** Opening SOURCE RECORDS block **

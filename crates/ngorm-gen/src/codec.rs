//! Type codec: how each supported field type is written into nGQL, read back
//! from a result column and declared in DDL.

use proc_macro2::TokenStream;
use quote::{format_ident, quote};

use crate::error::{GenError, Result};
use crate::model::{EntityModel, FieldModel};

/// Field types with an nGQL mapping.
#[derive(Debug, Clone, Copy, PartialEq, Eq, Hash)]
pub enum SemanticType {
    String,
    Int,
    Int8,
    Int16,
    Int32,
    Int64,
    Float32,
    Float64,
}

impl SemanticType {
    pub fn from_type_name(name: &str) -> Option<Self> {
        let ty = match name {
            "String" => Self::String,
            "isize" => Self::Int,
            "i8" => Self::Int8,
            "i16" => Self::Int16,
            "i32" => Self::Int32,
            "i64" => Self::Int64,
            "f32" => Self::Float32,
            "f64" => Self::Float64,
            _ => return None,
        };
        Some(ty)
    }

    /// Resolve a field's declared type or fail the run.
    pub fn resolve(entity: &EntityModel, field: &FieldModel) -> Result<Self> {
        Self::from_type_name(&field.type_name).ok_or_else(|| GenError::UnsupportedType {
            entity: entity.declared_name.clone(),
            field: field.declared_name.clone(),
            ty: field.type_name.clone(),
        })
    }

    /// Rust spelling of the type.
    pub const fn rust_type(self) -> &'static str {
        match self {
            Self::String => "String",
            Self::Int => "isize",
            Self::Int8 => "i8",
            Self::Int16 => "i16",
            Self::Int32 => "i32",
            Self::Int64 => "i64",
            Self::Float32 => "f32",
            Self::Float64 => "f64",
        }
    }

    /// Column type in `CREATE TAG`/`CREATE EDGE`.
    pub const fn ddl_type(self) -> &'static str {
        match self {
            Self::String => "string",
            Self::Int => "int",
            Self::Int8 => "int8",
            Self::Int16 => "int16",
            Self::Int32 => "int32",
            Self::Int64 => "int64",
            Self::Float32 => "float",
            Self::Float64 => "double",
        }
    }

    /// Expression rendering `value` (a place expression of this type) as an
    /// nGQL literal `String`.
    pub fn literal(self, rt: &TokenStream, value: TokenStream) -> TokenStream {
        match self {
            Self::String => quote!(#rt::nql::quote(&#value)),
            Self::Int => quote!(#rt::nql::int(#value as i64)),
            Self::Int8 | Self::Int16 | Self::Int32 => quote!(#rt::nql::int(i64::from(#value))),
            Self::Int64 => quote!(#rt::nql::int(#value)),
            Self::Float32 => quote!(#rt::nql::float32(#value)),
            Self::Float64 => quote!(#rt::nql::float64(#value)),
        }
    }

    /// Expression reading `column` of `record` as a value of this type.
    pub fn deserialize(self, rt: &TokenStream, record: TokenStream, column: &str) -> TokenStream {
        match self {
            Self::String => quote!(#rt::nql::string_column(#record, #column)),
            Self::Int64 => quote!(#rt::nql::int_column(#record, #column)),
            Self::Int | Self::Int8 | Self::Int16 | Self::Int32 => {
                let ty = format_ident!("{}", self.rust_type());
                quote!(#rt::nql::narrow::<#ty>(#rt::nql::int_column(#record, #column), #column))
            }
            Self::Float32 => quote!(#rt::nql::float_column(#record, #column) as f32),
            Self::Float64 => quote!(#rt::nql::float_column(#record, #column)),
        }
    }
}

** Closing SOURCE RECORDS block **

# [ACTIVITY]
All of the entries above should be transcribed exactly, line for line.

# [FINISHED TASK]
filename crates/ngorm-gen/src/codec.rs
//! Type codec: how each supported field type is written into nGQL, read back
//! from a result column and declared in DDL.

use proc_macro2::TokenStream;
use quote::{format_ident, quote};

use crate::error::{GenError, Result};
use crate::model::{EntityModel, FieldModel};

/// Field types with an nGQL mapping.
#[derive(Debug, Clone, Copy, PartialEq, Eq, Hash)]
pub enum SemanticType {
    String,
    Int,
    Int8,
    Int16,
    Int32,
    Int64,
    Float32,
    Float64,
}

impl SemanticType {
    pub fn from_type_name(name: &str) -> Option<Self> {
        let ty = match name {
            "String" => Self::String,
            "isize" => Self::Int,
            "i8" => Self::Int8,
            "i16" => Self::Int16,
            "i32" => Self::Int32,
            "i64" => Self::Int64,
            "f32" => Self::Float32,
            "f64" => Self::Float64,
            _ => return None,
        };
        Some(ty)
    }

    /// Resolve a field's declared type or fail the run.
    pub fn resolve(entity: &EntityModel, field: &FieldModel) -> Result<Self> {
        Self::from_type_name(&field.type_name).ok_or_else(|| GenError::UnsupportedType {
            entity: entity.declared_name.clone(),
            field: field.declared_name.clone(),
            ty: field.type_name.clone(),
        })
    }

    /// Rust spelling of the type.
    pub const fn rust_type(self) -> &'static str {
        match self {
            Self::String => "String",
            Self::Int => "isize",
            Self::Int8 => "i8",
            Self::Int16 => "i16",
            Self::Int32 => "i32",
            Self::Int64 => "i64",
            Self::Float32 => "f32",
            Self::Float64 => "f64",
        }
    }

    /// Column type in `CREATE TAG`/`CREATE EDGE`.
    pub const fn ddl_type(self) -> &'static str {
        match self {
            Self::String => "string",
            Self::Int => "int",
            Self::Int8 => "int8",
            Self::Int16 => "int16",
            Self::Int32 => "int32",
            Self::Int64 => "int64",
            Self::Float32 => "float",
            Self::Float64 => "double",
        }
    }

    /// Expression rendering `value` (a place expression of this type) as an
    /// nGQL literal `String`.
    pub fn literal(self, rt: &TokenStream, value: TokenStream) -> TokenStream {
        match self {
            Self::String => quote!(#rt::nql::quote(&#value)),
            Self::Int => quote!(#rt::nql::int(#value as i64)),
            Self::Int8 | Self::Int16 | Self::Int32 => quote!(#rt::nql::int(i64::from(#value))),
            Self::Int64 => quote!(#rt::nql::int(#value)),
            Self::Float32 => quote!(#rt::nql::float32(#value)),
            Self::Float64 => quote!(#rt::nql::float64(#value)),
        }
    }

    /// Expression reading `column` of `record` as a value of this type.
    pub fn deserialize(self, rt: &TokenStream, record: TokenStream, column: &str) -> TokenStream {
        match self {
            Self::String => quote!(#rt::nql::string_column(#record, #column)),
            Self::Int64 => quote!(#rt::nql::int_column(#record, #column)),
            Self::Int | Self::Int8 | Self::Int16 | Self::Int32 => {
                let ty = format_ident!("{}", self.rust_type());
                quote!(#rt::nql::narrow::<#ty>(#rt::nql::int_column(#record, #column), #column))
            }
            Self::Float32 => quote!(#rt::nql::float_column(#record, #column) as f32),
            Self::Float64 => quote!(#rt::nql::float_column(#record, #column)),
        }
    }
}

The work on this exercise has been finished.